* _Material for this exercise_:
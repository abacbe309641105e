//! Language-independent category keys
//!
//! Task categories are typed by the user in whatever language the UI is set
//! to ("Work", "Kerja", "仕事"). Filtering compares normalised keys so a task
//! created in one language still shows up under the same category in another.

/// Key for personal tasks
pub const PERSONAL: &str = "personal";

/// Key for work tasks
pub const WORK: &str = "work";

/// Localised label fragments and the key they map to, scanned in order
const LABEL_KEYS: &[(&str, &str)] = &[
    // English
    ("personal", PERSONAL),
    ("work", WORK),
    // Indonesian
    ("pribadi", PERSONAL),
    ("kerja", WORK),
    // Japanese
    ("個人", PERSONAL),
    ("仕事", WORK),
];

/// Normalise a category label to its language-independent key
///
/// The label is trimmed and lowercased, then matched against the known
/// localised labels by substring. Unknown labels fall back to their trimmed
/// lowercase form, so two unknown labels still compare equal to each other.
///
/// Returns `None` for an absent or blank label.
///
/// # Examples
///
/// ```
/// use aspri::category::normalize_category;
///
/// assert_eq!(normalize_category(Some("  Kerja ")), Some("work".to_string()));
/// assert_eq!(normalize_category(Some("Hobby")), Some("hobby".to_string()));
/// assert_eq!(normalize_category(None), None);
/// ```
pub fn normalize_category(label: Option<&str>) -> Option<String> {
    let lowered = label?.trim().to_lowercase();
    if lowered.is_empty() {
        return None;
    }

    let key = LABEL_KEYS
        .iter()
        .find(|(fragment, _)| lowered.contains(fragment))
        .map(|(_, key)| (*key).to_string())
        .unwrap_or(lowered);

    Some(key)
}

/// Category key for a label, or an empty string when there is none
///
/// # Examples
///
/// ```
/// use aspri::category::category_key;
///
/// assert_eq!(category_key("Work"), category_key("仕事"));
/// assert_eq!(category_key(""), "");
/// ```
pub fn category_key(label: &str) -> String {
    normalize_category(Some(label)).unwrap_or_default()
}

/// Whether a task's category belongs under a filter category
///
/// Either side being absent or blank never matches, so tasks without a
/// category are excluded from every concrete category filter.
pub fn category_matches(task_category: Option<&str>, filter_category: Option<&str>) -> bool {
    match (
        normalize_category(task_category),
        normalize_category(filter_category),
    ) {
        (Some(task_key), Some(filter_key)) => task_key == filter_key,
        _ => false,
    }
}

* _Problem details_:
Take every line from the data above that holds "Option" and copy it out.

* _Result of the exercise_:
pub fn normalize_category(label: Option<&str>) -> Option<String> {
pub fn category_matches(task_category: Option<&str>, filter_category: Option<&str>) -> bool {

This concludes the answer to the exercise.